Methods for drug solubilization have become important part of modern drug discovery and development due to increasing number of extremely insoluble drugs and drug candidates. One of such methods is acid-base supersolubilization (ABS) [1]. Clofazimine (CFZ) is weakly basic antibiotic and anti-inflammatory drug, most notably used in the treatment of leprosy and tuberculosis, with recently proven inhibitory activity against several coronaviruses [2]. We have recently unraveled its aqueous pKa value and its unique cosolvent dependence [3]. The aim of the present study was to investigate CFZ solubilization using the ABS approach.

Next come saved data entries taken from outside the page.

//! Acknowledgement messages.
//!
//! An [`AckMsg`] travels the reverse path of an update that was sent in
//! assured mode. The change number names the acknowledged update; the error
//! markers report what went wrong on the way to the final servers, and the
//! failed-replica list names the replicas concerned.

use ferrodir_types::{ChangeNumber, ReplicaId};

use crate::codec::{FieldReader, FieldWriter};
use crate::error::{ProtoError, Result};
use crate::msg::MSG_TYPE_ACK;
use crate::version::ProtocolVersion;

/// Acknowledgement of one update, with optional error markers.
#[derive(Debug, Clone, PartialEq, Eq)]
pub struct AckMsg {
    /// The change number of the acknowledged update.
    pub change_number: ChangeNumber,
    /// Some replica timed out while the update was forwarded.
    pub has_timeout: bool,
    /// Some replica was in a status that cannot acknowledge updates.
    pub has_wrong_status: bool,
    /// Some replica failed replaying the update.
    pub has_replay_error: bool,
    /// The replicas that reported one of the errors above.
    pub failed_replicas: Vec<ReplicaId>,
}

impl AckMsg {
    /// Creates a clean acknowledgement (no errors).
    pub fn new(change_number: ChangeNumber) -> Self {
        Self {
            change_number,
            has_timeout: false,
            has_wrong_status: false,
            has_replay_error: false,
            failed_replicas: Vec::new(),
        }
    }

    /// True if any error marker is set.
    pub fn has_errors(&self) -> bool {
        self.has_timeout || self.has_wrong_status || self.has_replay_error
    }

    /// Encodes for the given session version.
    ///
    /// Layout: `tag | change number | timeout flag | wrong-status flag |
    /// replay-error flag | failed replica ids...`; the id list runs to the
    /// end of the buffer.
    pub fn encode(&self, _version: ProtocolVersion) -> Vec<u8> {
        let mut w = FieldWriter::new(MSG_TYPE_ACK);
        w.write_str(&self.change_number.to_string());
        w.write_flag(self.has_timeout);
        w.write_flag(self.has_wrong_status);
        w.write_flag(self.has_replay_error);
        for id in &self.failed_replicas {
            w.write_num(*id);
        }
        w.finish()
    }

    /// Decodes from the wire form.
    pub fn decode(buf: &[u8], _version: ProtocolVersion) -> Result<Self> {
        let mut r = FieldReader::new(buf, MSG_TYPE_ACK)?;
        let change_number = r
            .read_str()?
            .parse::<ChangeNumber>()
            .map_err(ProtoError::data_format)?;
        let has_timeout = r.read_flag()?;
        let has_wrong_status = r.read_flag()?;
        let has_replay_error = r.read_flag()?;
        let mut failed_replicas = Vec::new();
        while !r.at_end() {
            failed_replicas.push(r.read_num::<ReplicaId>()?);
        }
        Ok(Self {
            change_number,
            has_timeout,
            has_wrong_status,
            has_replay_error,
            failed_replicas,
        })
    }
}
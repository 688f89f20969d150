//! Replication contexts attached to in-flight local operations.
//!
//! When the local queue assigns a change number to an operation, the context
//! travels with the operation through the LDAP pipeline so the post-commit
//! path can build the outgoing update message with the same change number
//! and entry UUID.

use ferrodir_types::ChangeNumber;

/// Context attached to a local modify operation.
#[derive(Debug, Clone, PartialEq, Eq)]
pub struct ModifyContext {
    /// The change number assigned to the operation.
    pub change_number: ChangeNumber,
    /// Stable unique id of the modified entry.
    pub entry_uuid: String,
}

impl ModifyContext {
    /// Creates a modify context.
    pub fn new(change_number: ChangeNumber, entry_uuid: impl Into<String>) -> Self {
        Self {
            change_number,
            entry_uuid: entry_uuid.into(),
        }
    }
}

/// Context attached to a local modify-DN operation.
#[derive(Debug, Clone, PartialEq, Eq)]
pub struct ModifyDnContext {
    /// The change number assigned to the operation.
    pub change_number: ChangeNumber,
    /// Stable unique id of the renamed entry.
    pub entry_uuid: String,
    /// Unique id of the new parent entry, `None` when the entry stays below
    /// the same parent.
    pub new_superior_uuid: Option<String>,
}

impl ModifyDnContext {
    /// Creates a modify-DN context.
    pub fn new(
        change_number: ChangeNumber,
        entry_uuid: impl Into<String>,
        new_superior_uuid: Option<String>,
    ) -> Self {
        Self {
            change_number,
            entry_uuid: entry_uuid.into(),
            new_superior_uuid,
        }
    }
}
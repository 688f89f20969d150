//! Replication-server start handshake message.

use ferrodir_types::{Dn, ReplicaId, ServerState};

use crate::codec::{FieldReader, FieldWriter};
use crate::error::{ProtoError, Result};
use crate::msg::MSG_TYPE_REPL_SERVER_START;
use crate::version::{is_supported, ProtocolVersion, PROTOCOL_V1, PROTOCOL_V2};

/// First message a replication server sends on a new session.
///
/// Unlike the other messages, the start message carries its own protocol
/// version in a header: it is exchanged *before* version negotiation
/// completes, so the receiver must learn the version from the message
/// itself. The server-state snapshot is always the final field: its
/// encoding contains NUL bytes and is decoded by reading to the end of the
/// buffer.
#[derive(Debug, Clone, PartialEq, Eq)]
pub struct ReplServerStartMsg {
    /// The protocol version the sender encoded this message with.
    pub version: ProtocolVersion,
    /// Fingerprint of the domain's initial content.
    pub generation_id: i64,
    /// The sending replication server.
    pub replica_id: ReplicaId,
    /// URL peers can reach the sender at.
    pub server_url: String,
    /// The replicated base DN this session is for.
    pub base_dn: Dn,
    /// Flow-control window size.
    pub window_size: u32,
    /// Whether to keep encrypting the session after the handshake.
    pub ssl_encryption: bool,
    /// Pending-changes threshold beyond which a replica is degraded.
    /// Not on the wire in V1 (decodes as -1).
    pub degraded_status_threshold: i32,
    /// What the sender has already seen, per replica.
    pub server_state: ServerState,
}

impl ReplServerStartMsg {
    /// Encodes with the header version taken from `self.version`.
    ///
    /// Layout: `tag | version byte | generation id | base DN | replica id |
    /// server URL | window size | ssl flag [| degraded threshold (V2+)] |
    /// server state (to end of buffer)`.
    pub fn encode(&self, _session_version: ProtocolVersion) -> Vec<u8> {
        let mut w = FieldWriter::new(MSG_TYPE_REPL_SERVER_START);
        w.write_byte(self.version as u8);
        w.write_num(self.generation_id);
        w.write_str(&self.base_dn.to_string());
        w.write_num(self.replica_id);
        w.write_str(&self.server_url);
        w.write_num(self.window_size);
        w.write_bool(self.ssl_encryption);
        if self.version >= PROTOCOL_V2 {
            w.write_num(self.degraded_status_threshold);
        }
        w.write_tail(&self.server_state.encode_wire());
        w.finish()
    }

    /// Decodes, reading the version from the message header.
    pub fn decode(buf: &[u8]) -> Result<Self> {
        let mut r = FieldReader::new(buf, MSG_TYPE_REPL_SERVER_START)?;
        let version = ProtocolVersion::from(r.read_byte()?);
        if !is_supported(version) {
            return Err(ProtoError::UnsupportedVersion(version));
        }
        let generation_id = r.read_num::<i64>()?;
        let base_dn = r
            .read_str()?
            .parse::<Dn>()
            .map_err(ProtoError::data_format)?;
        let replica_id = r.read_num::<ReplicaId>()?;
        let server_url = r.read_str()?.to_string();
        let window_size = r.read_num::<u32>()?;
        let ssl_encryption = r.read_bool()?;
        let degraded_status_threshold = if version >= PROTOCOL_V2 {
            r.read_num::<i32>()?
        } else {
            -1
        };
        let server_state =
            ServerState::decode_wire(r.read_tail()).map_err(ProtoError::data_format)?;
        Ok(Self {
            version,
            generation_id,
            replica_id,
            server_url,
            base_dn,
            window_size,
            ssl_encryption,
            degraded_status_threshold,
            server_state,
        })
    }
}
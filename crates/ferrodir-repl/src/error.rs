//! Error types for the replication core.

use thiserror::Error;

use crate::state_store::StateStoreError;

/// Errors that can occur in the replication core.
///
/// Conflict-resolution outcomes are never errors: every combination of
/// concurrent operations has a defined deterministic result. Committing an
/// unknown change number is a programming error and panics instead of
/// surfacing here.
#[derive(Debug, Error)]
pub enum ReplError {
    /// A wire message failed to decode.
    #[error("protocol error")]
    Proto(#[from] ferrodir_proto::ProtoError),

    /// A persisted historical attribute value failed to parse.
    #[error("malformed historical value {value:?}: {reason}")]
    HistoryParse {
        /// The rejected persisted value.
        value: String,
        /// Why it was rejected.
        reason: String,
    },

    /// Reading or writing persisted server state failed.
    #[error("state store error")]
    StateStore(#[from] StateStoreError),
}

/// Convenience alias for replication results.
pub type Result<T> = std::result::Result<T, ReplError>;
//! Total-update (initialization) messages.
//!
//! A replica that needs a full copy of a domain sends an
//! [`InitializeRequestMsg`] to the replica it wants the data from; the
//! exporter announces the transfer with an [`InitializeTargetMsg`] before
//! streaming the entries.

use ferrodir_types::{Dn, ReplicaId};

use crate::codec::{FieldReader, FieldWriter};
use crate::error::{ProtoError, Result};
use crate::msg::{MSG_TYPE_INITIALIZE_REQUEST, MSG_TYPE_INITIALIZE_TARGET};
use crate::version::{ProtocolVersion, PROTOCOL_V4};

/// Asks the destination replica to export its data to the sender.
#[derive(Debug, Clone, PartialEq, Eq)]
pub struct InitializeRequestMsg {
    /// The base DN of the domain to initialize.
    pub base_dn: Dn,
    /// The replica requesting the export.
    pub sender: ReplicaId,
    /// The replica asked to export.
    pub destination: ReplicaId,
    /// Flow-control window for the transfer. Zero when talking to a pre-V4
    /// peer that does not negotiate one.
    pub init_window: u32,
}

impl InitializeRequestMsg {
    /// Creates a request.
    pub fn new(base_dn: Dn, sender: ReplicaId, destination: ReplicaId, init_window: u32) -> Self {
        Self {
            base_dn,
            sender,
            destination,
            init_window,
        }
    }

    /// Encodes for the given session version.
    ///
    /// Layout: `tag | base DN | sender | destination [| init window (V4+)]`.
    pub fn encode(&self, version: ProtocolVersion) -> Vec<u8> {
        let mut w = FieldWriter::new(MSG_TYPE_INITIALIZE_REQUEST);
        w.write_str(&self.base_dn.to_string());
        w.write_num(self.sender);
        w.write_num(self.destination);
        if version >= PROTOCOL_V4 {
            w.write_num(self.init_window);
        }
        w.finish()
    }

    /// Decodes from the wire form.
    pub fn decode(buf: &[u8], version: ProtocolVersion) -> Result<Self> {
        let mut r = FieldReader::new(buf, MSG_TYPE_INITIALIZE_REQUEST)?;
        let base_dn = r
            .read_str()?
            .parse::<Dn>()
            .map_err(ProtoError::data_format)?;
        let sender = r.read_num::<ReplicaId>()?;
        let destination = r.read_num::<ReplicaId>()?;
        let init_window = if version >= PROTOCOL_V4 {
            r.read_num::<u32>()?
        } else {
            0
        };
        Ok(Self {
            base_dn,
            sender,
            destination,
            init_window,
        })
    }
}

/// Announces an export: sent before the entries, to the import target.
#[derive(Debug, Clone, PartialEq, Eq)]
pub struct InitializeTargetMsg {
    /// The replica being initialized.
    pub destination: ReplicaId,
    /// The base DN of the exported domain.
    pub base_dn: Dn,
    /// The exporting replica.
    pub sender: ReplicaId,
    /// The replica whose request started this export; lets a target that
    /// issued an [`InitializeRequestMsg`] recognize the matching transfer.
    pub requestor: ReplicaId,
    /// Number of entries about to be sent.
    pub entry_count: u64,
    /// Flow-control window for the transfer (V4+, zero otherwise).
    pub init_window: u32,
}

impl InitializeTargetMsg {
    /// Encodes for the given session version.
    ///
    /// Layout: `tag | destination | base DN | sender | requestor |
    /// entry count [| init window (V4+)]`.
    pub fn encode(&self, version: ProtocolVersion) -> Vec<u8> {
        let mut w = FieldWriter::new(MSG_TYPE_INITIALIZE_TARGET);
        w.write_num(self.destination);
        w.write_str(&self.base_dn.to_string());
        w.write_num(self.sender);
        w.write_num(self.requestor);
        w.write_num(self.entry_count);
        if version >= PROTOCOL_V4 {
            w.write_num(self.init_window);
        }
        w.finish()
    }

    /// Decodes from the wire form.
    pub fn decode(buf: &[u8], version: ProtocolVersion) -> Result<Self> {
        let mut r = FieldReader::new(buf, MSG_TYPE_INITIALIZE_TARGET)?;
        let destination = r.read_num::<ReplicaId>()?;
        let base_dn = r
            .read_str()?
            .parse::<Dn>()
            .map_err(ProtoError::data_format)?;
        let sender = r.read_num::<ReplicaId>()?;
        let requestor = r.read_num::<ReplicaId>()?;
        let entry_count = r.read_num::<u64>()?;
        let init_window = if version >= PROTOCOL_V4 {
            r.read_num::<u32>()?
        } else {
            0
        };
        Ok(Self {
            destination,
            base_dn,
            sender,
            requestor,
            entry_count,
            init_window,
        })
    }
}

Eight small organic acids were tested for the ABS effect (glutaric, malic, tartaric, citric, malonic, maleic, succinic, adipic) but only glutaric (GA), malic (MA), and tartaric (TA) acids showed some solubilization effect. The effect of their concentration (and the solution pH value) was further tested. The solubility of CFZ was determined in GA, MA, and TA solutions in wide concentration (1.0×10-2 – 5.0 M) and pH range (~0.2 – 4.8). Equilibration time was 24 hours (6 h of stirring + 18 h of sedimentation). Phases were separated by filtration. The CFZ concentration in supernatant was determined by HPLC-UV/VIS. Results show that CFZ solubility increases as acid concentration increases: from 3.04×10-3 to 10.68 mg/mL (in GA), from 9.06×10-3 to 1.23 mg/mL (in MA) and from 4.76×10-3 to 0.32 mg/mL (in TA). The effect of CFZ solubilization is much more pronounced when the acid concentration is raised above 2 M. These results can be used as the basis for further CFZ formulation optimization. Furthermore, our ongoing research is focused on the type of interactions and other possible factors that can influence CFZ and other prectically insoluble drugs, embracing (super)solu bilization as a general methodology in drug design and development.